La moglie di Beppe ha parlato invece del tentativo di screditare suo marito dopo la morte: “Non solo ci hanno lasciato soli – ha detto Mimma Barbaro – ma è stata anche infangata la memoria di Beppe. A turno hanno cercato di spiegare la morte in vari modi tirando in ballo donne o debiti. Tutto falso, tutti sapevano che era un morto che camminava. Gli avevano detto: tu non arrivi al 20 gennaio. E infatti è stato ucciso l’8 gennaio. Un colpo di pistola in bocca, come dire: Alfano stai zitto”.

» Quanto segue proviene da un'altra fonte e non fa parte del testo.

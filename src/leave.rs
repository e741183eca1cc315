use crate::api::{ApiError, HrApi};
use crate::expiry::format_wire_date;
use crate::model::{LeaveBalance, LeaveRequest};
use thiserror::Error;
use time::{Date, Duration, Weekday};
use tracing::info;

#[derive(Debug, Error)]
pub enum LeaveError {
    #[error("Please select a leave type")]
    MissingLeaveType,
    #[error("Please provide a reason for your leave")]
    MissingReason,
    #[error("Insufficient leave balance. You have only {remaining} days remaining.")]
    InsufficientBalance { remaining: f64 },
    #[error("{message}")]
    Api {
        message: String,
        #[source]
        source: ApiError,
    },
}

/// Inclusive leave range. An end before the start collapses to a single day.
#[derive(Debug, Clone, Copy, PartialEq, Eq)]
pub struct LeaveRange {
    pub start: Date,
    pub end: Date,
    collapsed: bool,
}

impl LeaveRange {
    pub fn new(start: Date, end: Date) -> Self {
        Self {
            start,
            end: end.max(start),
            collapsed: end < start,
        }
    }

    /// Days in the range that fall Monday through Friday. A collapsed range is one day
    /// whatever its weekday.
    pub fn working_days(&self) -> u32 {
        if self.collapsed {
            return 1;
        }
        let mut days = 0;
        let mut current = self.start;
        while current <= self.end {
            if !matches!(current.weekday(), Weekday::Saturday | Weekday::Sunday) {
                days += 1;
            }
            current += Duration::days(1);
        }
        days
    }

    /// Build the request body; the leave type and reason must not be blank.
    pub fn to_request(&self, leave_type: &str, reason: &str) -> Result<LeaveRequest, LeaveError> {
        let leave_type = leave_type.trim();
        if leave_type.is_empty() {
            return Err(LeaveError::MissingLeaveType);
        }
        let reason = reason.trim();
        if reason.is_empty() {
            return Err(LeaveError::MissingReason);
        }
        Ok(LeaveRequest {
            start_date: format_wire_date(self.start),
            end_date: format_wire_date(self.end),
            number_of_days: self.working_days(),
            leave_type: leave_type.to_string(),
            reason: reason.to_string(),
        })
    }
}

pub fn check_balance(days: u32, balance: &LeaveBalance) -> Result<(), LeaveError> {
    if f64::from(days) > balance.remaining_leaves {
        return Err(LeaveError::InsufficientBalance {
            remaining: balance.remaining_leaves,
        });
    }
    Ok(())
}

fn api_error(fallback: &str) -> impl FnOnce(ApiError) -> LeaveError + '_ {
    move |source| LeaveError::Api {
        message: source.user_message(fallback),
        source,
    }
}

/// Check the balance and file the request. Returns the balance seen before applying.
pub async fn apply_for_leave<A: HrApi>(
    api: &A,
    request: &LeaveRequest,
) -> Result<LeaveBalance, LeaveError> {
    let balance = api
        .leave_balance()
        .await
        .map_err(api_error("Failed to fetch your leave balance"))?;
    check_balance(request.number_of_days, &balance)?;
    api.apply_leave(request)
        .await
        .map_err(api_error("Failed to apply for leave"))?;
    info!(
        days = request.number_of_days,
        leave_type = %request.leave_type,
        "leave application submitted"
    );
    Ok(balance)
}
use super::{ApiError, HrApi};
use crate::model::{
    AdminDocumentPage, AdminDocumentQuery, Attachment, CountResponse, LeaveBalance, LeaveRequest,
    LoginRequest, LoginResponse, Notification, NotificationRequest, SubmissionStatus,
    TravelDocumentRecord, TravelDocumentSubmission,
};
use anyhow::{Context, Result};
use reqwest::multipart::{Form, Part};
use reqwest::{RequestBuilder, Response, Url};
use serde::de::DeserializeOwned;
use serde::{Deserialize, Serialize};
use std::time::Duration;
use tracing::debug;

#[derive(Debug, Clone)]
pub struct ClientConfig {
    pub base_url: String,
    pub token: Option<String>,
    pub timeout: Duration,
    pub user_agent: String,
}

/// Error bodies look like `{ "message": "..." }`.
#[derive(Debug, Deserialize)]
struct ServerMessage {
    #[serde(default)]
    message: Option<String>,
}

#[derive(Clone)]
pub struct HttpClient {
    http: reqwest::Client,
    base_url: String,
    token: Option<String>,
}

impl HttpClient {
    pub fn new(cfg: &ClientConfig) -> Result<Self> {
        let http = reqwest::Client::builder()
            .user_agent(cfg.user_agent.clone())
            .timeout(cfg.timeout)
            .build()
            .context("build http client")?;
        Ok(Self {
            http,
            base_url: cfg.base_url.trim_end_matches('/').to_string(),
            token: cfg.token.clone(),
        })
    }

    pub fn base_url(&self) -> &str {
        &self.base_url
    }

    fn url(&self, path: &str) -> Result<Url, ApiError> {
        let raw = format!("{}/{}", self.base_url, path.trim_start_matches('/'));
        Url::parse(&raw).map_err(|_| ApiError::Url(raw))
    }

    fn authorize(&self, rb: RequestBuilder) -> RequestBuilder {
        match self.token.as_deref() {
            Some(token) => rb.bearer_auth(token),
            None => rb,
        }
    }

    async fn send(&self, rb: RequestBuilder) -> Result<Response, ApiError> {
        let resp = self.authorize(rb).send().await?;
        let status = resp.status();
        debug!(url = %resp.url(), status = status.as_u16(), "api response");
        if status.is_success() {
            return Ok(resp);
        }
        let message = resp
            .json::<ServerMessage>()
            .await
            .ok()
            .and_then(|m| m.message);
        Err(ApiError::Status {
            status: status.as_u16(),
            message,
        })
    }

    async fn get_json<T: DeserializeOwned>(
        &self,
        path: &str,
        query: &[(&str, String)],
    ) -> Result<T, ApiError> {
        let rb = self.http.get(self.url(path)?).query(query);
        Ok(self.send(rb).await?.json::<T>().await?)
    }

    async fn post_json<B: Serialize + ?Sized>(
        &self,
        path: &str,
        body: &B,
    ) -> Result<Response, ApiError> {
        let rb = self.http.post(self.url(path)?).json(body);
        self.send(rb).await
    }

    async fn put(&self, path: &str) -> Result<Response, ApiError> {
        let rb = self.http.put(self.url(path)?);
        self.send(rb).await
    }
}

/// One named entry of the multipart submission body.
#[derive(Debug, PartialEq)]
enum FormEntry<'a> {
    Text(String),
    File(&'a Attachment),
}

/// The six document fields, the submit flag, then one part per attached scan.
fn submission_entries(
    submission: &TravelDocumentSubmission,
) -> Vec<(&'static str, FormEntry<'_>)> {
    let mut entries: Vec<(&'static str, FormEntry<'_>)> = submission
        .fields
        .pairs()
        .into_iter()
        .map(|(name, value)| (name, FormEntry::Text(value.to_string())))
        .collect();
    entries.push(("isSubmitted", FormEntry::Text("true".into())));
    for attachment in submission.attachments() {
        entries.push((attachment.kind.image_field(), FormEntry::File(attachment)));
    }
    entries
}

fn submission_form(submission: &TravelDocumentSubmission) -> Result<Form, ApiError> {
    let mut form = Form::new();
    for (name, entry) in submission_entries(submission) {
        form = match entry {
            FormEntry::Text(value) => form.text(name, value),
            FormEntry::File(attachment) => {
                let part = Part::bytes(attachment.bytes.to_vec())
                    .file_name(attachment.file_name.clone())
                    .mime_str(&attachment.mime)?;
                form.part(name, part)
            }
        };
    }
    Ok(form)
}

impl HrApi for HttpClient {
    async fn login(&self, request: &LoginRequest) -> Result<LoginResponse, ApiError> {
        Ok(self.post_json("auth/login", request).await?.json().await?)
    }

    async fn submission_status(&self) -> Result<SubmissionStatus, ApiError> {
        self.get_json("employees/travel-documents/status", &[]).await
    }

    async fn my_travel_documents(&self) -> Result<Option<TravelDocumentRecord>, ApiError> {
        self.get_json("employees/travel-documents", &[]).await
    }

    async fn submit_travel_documents(
        &self,
        submission: &TravelDocumentSubmission,
    ) -> Result<(), ApiError> {
        let form = submission_form(submission)?;
        let rb = self
            .http
            .post(self.url("employees/travel-documents")?)
            .multipart(form);
        self.send(rb).await?;
        Ok(())
    }

    async fn admin_travel_documents(
        &self,
        query: &AdminDocumentQuery,
    ) -> Result<AdminDocumentPage, ApiError> {
        self.get_json("admin/travel-documents", &query.to_pairs()).await
    }

    async fn expiring_document_count(&self) -> Result<u64, ApiError> {
        let resp: CountResponse = self
            .get_json("admin/travel-documents/expiring-count", &[])
            .await?;
        Ok(resp.count)
    }

    async fn unread_notification_count(&self) -> Result<u64, ApiError> {
        let resp: CountResponse = self.get_json("notifications/unread-count", &[]).await?;
        Ok(resp.count)
    }

    async fn create_admin_notification(
        &self,
        notification: &NotificationRequest,
    ) -> Result<(), ApiError> {
        self.post_json("notifications/admin", notification).await?;
        Ok(())
    }

    async fn admin_notifications(&self) -> Result<Vec<Notification>, ApiError> {
        self.get_json("notifications/admin", &[]).await
    }

    async fn mark_notification_read(&self, id: &str) -> Result<(), ApiError> {
        self.put(&format!("notifications/{id}/read")).await?;
        Ok(())
    }

    async fn mark_all_notifications_read(&self) -> Result<(), ApiError> {
        self.put("notifications/mark-all-read").await?;
        Ok(())
    }

    async fn leave_balance(&self) -> Result<LeaveBalance, ApiError> {
        self.get_json("leave/my-balance", &[]).await
    }

    async fn apply_leave(&self, request: &LeaveRequest) -> Result<(), ApiError> {
        self.post_json("leave", request).await?;
        Ok(())
    }
}
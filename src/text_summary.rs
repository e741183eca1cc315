//! Text rendering for CLI output.
//!
//! Builds human-readable lines for the employee view, the admin listing and scan
//! results. Nothing here performs I/O.

use crate::api::asset_url;
use crate::expiry::{days_until, format_short_date, parse_wire_date, status_badge};
use crate::model::{
    AdminDocumentPage, DocumentKind, EmployeeRef, Notification, TravelDocumentRecord,
};
use crate::notifications::InboxView;
use crate::scanner::ScanReport;
use crate::workflow::SubmissionState;
use time::Date;

fn date_or_dash(raw: Option<&str>) -> String {
    match raw {
        Some(r) => parse_wire_date(r)
            .map(crate::expiry::format_wire_date)
            .unwrap_or_else(|| r.to_string()),
        None => "-".into(),
    }
}

fn record_lines(record: &TravelDocumentRecord, api_base: &str) -> Vec<String> {
    let mut lines = vec![
        "Passport details".to_string(),
        format!(
            "  Full name (as per documents): {}",
            record.full_name_as_per_documents
        ),
        format!(
            "  Date of birth: {}",
            date_or_dash(record.date_of_birth.as_deref())
        ),
        format!("  Passport number: {}", record.passport_number),
        format!(
            "  Passport expiry date: {}",
            date_or_dash(record.passport_expiry_date.as_deref())
        ),
    ];
    if let Some(url) = record.image_url(DocumentKind::Passport) {
        lines.push(format!("  Passport image: {}", asset_url(api_base, url)));
    }
    lines.push("Visa details".to_string());
    lines.push(format!("  Visa number: {}", record.visa_number));
    lines.push(format!(
        "  Visa expiry date: {}",
        date_or_dash(record.visa_expiry_date.as_deref())
    ));
    if let Some(url) = record.image_url(DocumentKind::Visa) {
        lines.push(format!("  Visa image: {}", asset_url(api_base, url)));
    }
    lines
}

pub(crate) fn submission_lines(state: &SubmissionState, api_base: &str) -> Vec<String> {
    match state {
        SubmissionState::Unknown => vec!["Loading your document status...".into()],
        SubmissionState::Submitted(record) => {
            let mut lines = vec![
                "Your travel documents have been submitted and cannot be modified.".to_string(),
                "If you need to make changes to your submitted documents, please contact HR."
                    .to_string(),
            ];
            if let Some(record) = record {
                lines.extend(record_lines(record, api_base));
            }
            lines
        }
        SubmissionState::NotSubmitted(draft) => {
            let mut lines = vec![
                "Please provide your passport and visa details as they appear on your documents."
                    .to_string(),
            ];
            if let Some(draft) = draft {
                lines.push("Saved draft:".to_string());
                lines.extend(record_lines(draft, api_base));
            }
            lines.push(
                "Submit once with `travel-docs submit`; documents lock after submission.".into(),
            );
            lines
        }
    }
}

fn expiry_cell(record: &TravelDocumentRecord, kind: DocumentKind, today: Date) -> String {
    match record.expiry_date(kind) {
        Some(expiry) => format!(
            "Expires: {} [{}]",
            format_short_date(expiry),
            status_badge(days_until(expiry, today))
        ),
        None => "Expires: - [no date]".to_string(),
    }
}

pub(crate) fn listing_lines(
    page: &AdminDocumentPage,
    current_page: u32,
    today: Date,
) -> Vec<String> {
    if page.documents.is_empty() {
        return vec!["No travel documents found.".into()];
    }
    let mut lines = Vec::new();
    for doc in &page.documents {
        let contact = match doc.employee_id.as_ref() {
            Some(EmployeeRef::Populated(e)) => e
                .email
                .as_deref()
                .map(|m| format!(" <{m}>"))
                .unwrap_or_default(),
            _ => String::new(),
        };
        lines.push(format!("{}{}", doc.employee_name(), contact));
        for kind in DocumentKind::ALL {
            let label = match kind {
                DocumentKind::Passport => "Passport",
                DocumentKind::Visa => "Visa",
            };
            lines.push(format!(
                "  {label} {}: {}",
                doc.document_number(kind),
                expiry_cell(doc, kind, today)
            ));
        }
    }
    lines.push(format!(
        "Page {} of {}",
        current_page,
        page.pagination.pages.max(1)
    ));
    lines
}

pub(crate) fn scan_lines(report: &ScanReport) -> Vec<String> {
    let mut lines = vec![format!(
        "Scanned {} records: {} new alerts, {} expired documents",
        report.scanned,
        report.alerts.len(),
        report.expired
    )];
    for n in &report.notified {
        lines.push(format!(
            "Notification created for {}'s {} (document {})",
            n.employee_name, n.kind, n.document_id
        ));
    }
    if report.notification_failures > 0 {
        lines.push(format!(
            "{} notifications could not be created",
            report.notification_failures
        ));
    }
    if report.evicted > 0 {
        lines.push(format!(
            "Forgot {} earlier alerts for documents no longer listed",
            report.evicted
        ));
    }
    lines
}

fn age_label(created_at: Option<&str>, today: Date) -> String {
    match created_at.and_then(parse_wire_date) {
        Some(created) => match days_until(today, created) {
            d if d <= 0 => "today".to_string(),
            1 => "1 day ago".to_string(),
            d => format!("{d} days ago"),
        },
        None => "-".to_string(),
    }
}

fn notification_line(n: &Notification, today: Date) -> String {
    let marker = if n.is_read { ' ' } else { '*' };
    let sender = n
        .employee_id
        .as_ref()
        .map(|e| format!("{}: ", e.display_name()))
        .unwrap_or_default();
    format!(
        "{marker} [{}] {sender}{} ({}) id={}",
        n.kind,
        n.message,
        age_label(n.created_at.as_deref(), today),
        n.id
    )
}

pub(crate) fn inbox_lines(view: &InboxView, today: Date) -> Vec<String> {
    if view.notifications.is_empty() {
        return vec!["No notifications to display".into()];
    }
    let mut lines = vec![format!(
        "Activity notifications: {} unread",
        view.unread()
    )];
    lines.extend(view.notifications.iter().map(|n| notification_line(n, today)));
    lines
}
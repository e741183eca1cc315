//! Authenticated session persisted between invocations.
//!
//! The file holds the bearer token, who is logged in, and the badge seen-state. It is
//! written by `login`, updated by badge polling and listing views, and deleted by
//! `logout`.

use crate::api::HrApi;
use crate::badge::BadgeState;
use crate::model::{LoginRequest, SessionUser};
use anyhow::{anyhow, Context, Result};
use serde::{Deserialize, Serialize};
use std::path::{Path, PathBuf};
use tracing::info;

#[derive(Debug, Clone, PartialEq, Serialize, Deserialize)]
pub struct Session {
    pub token: String,
    pub user: SessionUser,
    #[serde(default)]
    pub badge: BadgeState,
}

impl Session {
    pub fn new(token: String, user: SessionUser) -> Self {
        Self {
            token,
            user,
            badge: BadgeState::default(),
        }
    }
}

#[derive(Debug, Clone)]
pub struct SessionStore {
    path: PathBuf,
}

/// Default session file under the user's config directory.
pub fn default_session_path() -> Result<PathBuf> {
    let base = dirs::config_dir().context("no config directory for this platform")?;
    Ok(base.join("travel-docs-cli").join("session.json"))
}

impl SessionStore {
    pub fn at(path: impl Into<PathBuf>) -> Self {
        Self { path: path.into() }
    }

    pub fn path(&self) -> &Path {
        &self.path
    }

    pub fn load(&self) -> Result<Option<Session>> {
        let raw = match std::fs::read_to_string(&self.path) {
            Ok(raw) => raw,
            Err(e) if e.kind() == std::io::ErrorKind::NotFound => return Ok(None),
            Err(e) => {
                return Err(e).with_context(|| format!("read {}", self.path.display()));
            }
        };
        let session = serde_json::from_str(&raw)
            .with_context(|| format!("parse session file {}", self.path.display()))?;
        Ok(Some(session))
    }

    /// Load the session or fail with a hint to log in.
    pub fn require(&self) -> Result<Session> {
        self.load()?
            .context("not logged in; run `travel-docs login` first")
    }

    pub fn save(&self, session: &Session) -> Result<()> {
        if let Some(dir) = self.path.parent() {
            std::fs::create_dir_all(dir)
                .with_context(|| format!("create {}", dir.display()))?;
        }
        let tmp = self.path.with_extension("json.tmp");
        let body = serde_json::to_string_pretty(session)?;
        std::fs::write(&tmp, body).with_context(|| format!("write {}", tmp.display()))?;
        std::fs::rename(&tmp, &self.path)
            .with_context(|| format!("replace {}", self.path.display()))?;
        Ok(())
    }

    /// Remove the session file; returns whether one existed.
    pub fn clear(&self) -> Result<bool> {
        match std::fs::remove_file(&self.path) {
            Ok(()) => Ok(true),
            Err(e) if e.kind() == std::io::ErrorKind::NotFound => Ok(false),
            Err(e) => Err(e).with_context(|| format!("remove {}", self.path.display())),
        }
    }

    /// Load, mutate and write back the badge state of the current session.
    pub fn update_badge(&self, f: impl FnOnce(&mut BadgeState)) -> Result<()> {
        let mut session = self.require()?;
        f(&mut session.badge);
        self.save(&session)
    }
}

/// Authenticate and replace whatever session was stored. A failed login leaves the
/// stored session alone.
pub async fn log_in<A: HrApi>(
    api: &A,
    store: &SessionStore,
    request: &LoginRequest,
) -> Result<Session> {
    let resp = api
        .login(request)
        .await
        .map_err(|e| anyhow!(e.user_message("Failed to login")))?;
    let session = Session::new(
        resp.token,
        SessionUser {
            id: resp.id,
            username: resp.username,
            role: resp.role,
        },
    );
    store.save(&session)?;
    info!(user = %session.user.username, path = %store.path().display(), "logged in");
    Ok(session)
}

#[cfg(test)]
mod tests {
    use super::*;

    fn user() -> SessionUser {
        SessionUser {
            id: "u1".into(),
            username: "hr-admin".into(),
            role: "admin".into(),
        }
    }

    #[test]
    fn missing_file_means_logged_out() {
        let dir = tempfile::tempdir().unwrap();
        let store = SessionStore::at(dir.path().join("session.json"));
        assert!(store.load().unwrap().is_none());
        assert!(store.require().is_err());
        assert!(!store.clear().unwrap());
    }

    #[test]
    fn save_then_load_and_clear() {
        let dir = tempfile::tempdir().unwrap();
        let store = SessionStore::at(dir.path().join("nested").join("session.json"));
        let session = Session::new("tok".into(), user());
        store.save(&session).unwrap();

        assert_eq!(store.load().unwrap(), Some(session));
        assert!(store.clear().unwrap());
        assert!(store.load().unwrap().is_none());
    }

    #[test]
    fn badge_state_lives_and_dies_with_session() {
        let dir = tempfile::tempdir().unwrap();
        let store = SessionStore::at(dir.path().join("session.json"));
        store.save(&Session::new("tok".into(), user())).unwrap();

        store
            .update_badge(|b| b.mark_viewed(3, "2026-10-19T09:00:00Z".into()))
            .unwrap();
        assert_eq!(store.require().unwrap().badge.seen_expiring_count, Some(3));

        store.clear().unwrap();
        store.save(&Session::new("tok2".into(), user())).unwrap();
        assert_eq!(store.require().unwrap().badge, BadgeState::default());
    }

    #[test]
    fn corrupt_file_is_an_error() {
        let dir = tempfile::tempdir().unwrap();
        let path = dir.path().join("session.json");
        std::fs::write(&path, "{not json").unwrap();
        assert!(SessionStore::at(path).load().is_err());
    }

    #[tokio::test]
    async fn login_stores_fresh_session() {
        let dir = tempfile::tempdir().unwrap();
        let store = SessionStore::at(dir.path().join("session.json"));
        let mut stale = Session::new("old".into(), user());
        stale.badge.mark_viewed(4, "2026-10-18T09:00:00Z".into());
        store.save(&stale).unwrap();

        let api = crate::api::fake::FakeApi::default();
        let session = log_in(
            &api,
            &store,
            &LoginRequest {
                username: "hr-admin".into(),
                password: "secret".into(),
            },
        )
        .await
        .unwrap();

        assert_eq!(session.token, "tok");
        assert!(session.user.is_admin());
        assert_eq!(store.require().unwrap(), session);
        assert_eq!(session.badge, BadgeState::default());
    }

    #[tokio::test]
    async fn rejected_login_keeps_previous_session() {
        let dir = tempfile::tempdir().unwrap();
        let store = SessionStore::at(dir.path().join("session.json"));
        let previous = Session::new("old".into(), user());
        store.save(&previous).unwrap();

        let api = crate::api::fake::FakeApi::default();
        let err = log_in(
            &api,
            &store,
            &LoginRequest {
                username: "hr-admin".into(),
                password: "wrong".into(),
            },
        )
        .await
        .unwrap_err();

        assert_eq!(err.to_string(), "Invalid credentials");
        assert_eq!(store.require().unwrap(), previous);
    }

    #[test]
    fn update_badge_requires_login() {
        let dir = tempfile::tempdir().unwrap();
        let store = SessionStore::at(dir.path().join("session.json"));
        assert!(store.update_badge(|b| b.observe_expiring(1)).is_err());
    }
}
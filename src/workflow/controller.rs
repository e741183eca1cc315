use super::form::{SubmissionForm, ValidationError};
use super::status::{resolve_submission_state, SubmissionState};
use crate::api::{ApiError, HrApi};
use thiserror::Error;
use tracing::{info, warn};

#[derive(Debug, Error)]
pub enum WorkflowError {
    /// Rejected locally; nothing was sent.
    #[error(transparent)]
    Validation(#[from] ValidationError),
    /// The server refused or could not be reached; local state is unchanged.
    #[error("{message}")]
    Api {
        message: String,
        #[source]
        source: ApiError,
    },
    /// Another session locked the documents first.
    #[error("Documents have already been submitted and cannot be modified.")]
    AlreadySubmitted,
}

/// One-way latch: once engaged it stays engaged for the controller's lifetime.
#[derive(Debug, Default, Clone, Copy, PartialEq, Eq)]
pub struct SubmissionLock(bool);

impl SubmissionLock {
    pub fn engage(&mut self) {
        self.0 = true;
    }

    pub fn is_engaged(&self) -> bool {
        self.0
    }
}

/// Drives the employee's travel-document page: resolve, show, submit once.
pub struct SubmissionController<'a, A> {
    api: &'a A,
    state: SubmissionState,
    lock: SubmissionLock,
}

impl<'a, A: HrApi> SubmissionController<'a, A> {
    pub fn new(api: &'a A) -> Self {
        Self {
            api,
            state: SubmissionState::Unknown,
            lock: SubmissionLock::default(),
        }
    }

    pub fn state(&self) -> &SubmissionState {
        &self.state
    }

    pub fn is_locked(&self) -> bool {
        self.lock.is_engaged()
    }

    /// Apply a newly observed state without ever unlocking.
    fn observe(&mut self, next: SubmissionState) {
        let next = match next {
            SubmissionState::Submitted(record) => {
                self.lock.engage();
                SubmissionState::Submitted(record.or_else(|| self.state.record().cloned()))
            }
            _ if self.lock.is_engaged() => {
                SubmissionState::Submitted(next.record().or(self.state.record()).cloned())
            }
            other => other,
        };
        self.state = next;
    }

    pub async fn load(&mut self) -> &SubmissionState {
        let next = resolve_submission_state(self.api).await;
        self.observe(next);
        &self.state
    }

    /// Validate, re-check the lock against the server, then POST once.
    pub async fn submit(&mut self, mut form: SubmissionForm) -> Result<(), WorkflowError> {
        if self.lock.is_engaged() {
            return Err(WorkflowError::AlreadySubmitted);
        }
        let existing = self.state.record().cloned();
        if let Some(draft) = existing.as_ref() {
            form.prefill_from(draft);
        }
        let submission = form.validate(existing.as_ref())?;

        match self.api.submission_status().await {
            Ok(status) if status.is_submitted => {
                warn!("documents were submitted from another session");
                self.observe(SubmissionState::Submitted(None));
                return Err(WorkflowError::AlreadySubmitted);
            }
            Ok(_) => {}
            // Best effort: a failed re-check does not block the submission.
            Err(e) => warn!(error = %e, "could not verify submission status before submit"),
        }

        self.api
            .submit_travel_documents(&submission)
            .await
            .map_err(|source| WorkflowError::Api {
                message: source.user_message("Failed to submit travel documents"),
                source,
            })?;
        info!(
            attachments = submission.attachments().count(),
            "travel documents submitted"
        );

        let refreshed = match self.api.my_travel_documents().await {
            Ok(record) => record,
            Err(e) => {
                warn!(error = %e, "failed to refresh travel documents after submit");
                None
            }
        };
        self.observe(SubmissionState::Submitted(
            refreshed.or_else(|| Some(submission.to_record())),
        ));
        Ok(())
    }
}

Elena Fava, figlia di Pippo (altro giornalista ucciso in Sicilia dalla mafia, nel 1984) ha parlato della necessità, per i cronisti, di non rimanere isolati: “Mio padre – ha detto – ha pagato per un vizio terribile: quello di raccontare la verità. Dopo la sua morte sono iniziati depistaggi e diffamazione, ma noi abbiamo combattuto. I giornalisti non devono restare soli, devono essere sostenuti dai colleghi. La solitudine uccide molto più di un’arma”.
Giulio Francese ha raccontato la battaglia di suo fratello Giuseppe per fare luce sulla morte di loro padre Mario, giornalista,anche lui ucciso dalla mafia, a Palermo nel 1979: “Per 26 anni – ha spiegato – nostro padre non è stato ricordato come vittima della mafia”. Una volta ottenuta giustizia, Giuseppe si è tolto la vita. Il giornalista Franco Piccinelli è stato invece gambizzato dalle Brigate Rosse nel 1979: “Dalla finestra di casa – ha raccontato il figlio Paolo – ho visto gran parte della scena”.
Franco Siddi, segretario della Fnsi, ha detto che i 28 giornalisti uccisi da mafia e terrorismo rappresentano un esempio di impegno per i cronisti di oggi, ed ha parlato della difficile situazione lavorativa della categoria: “Di fronte alla crisi e alla chiusura dei giornali – ha spiegato – non possiamo fare molto. Ma andiamo dovunque ci sia bisogno di mettere in risalto certe situazioni”.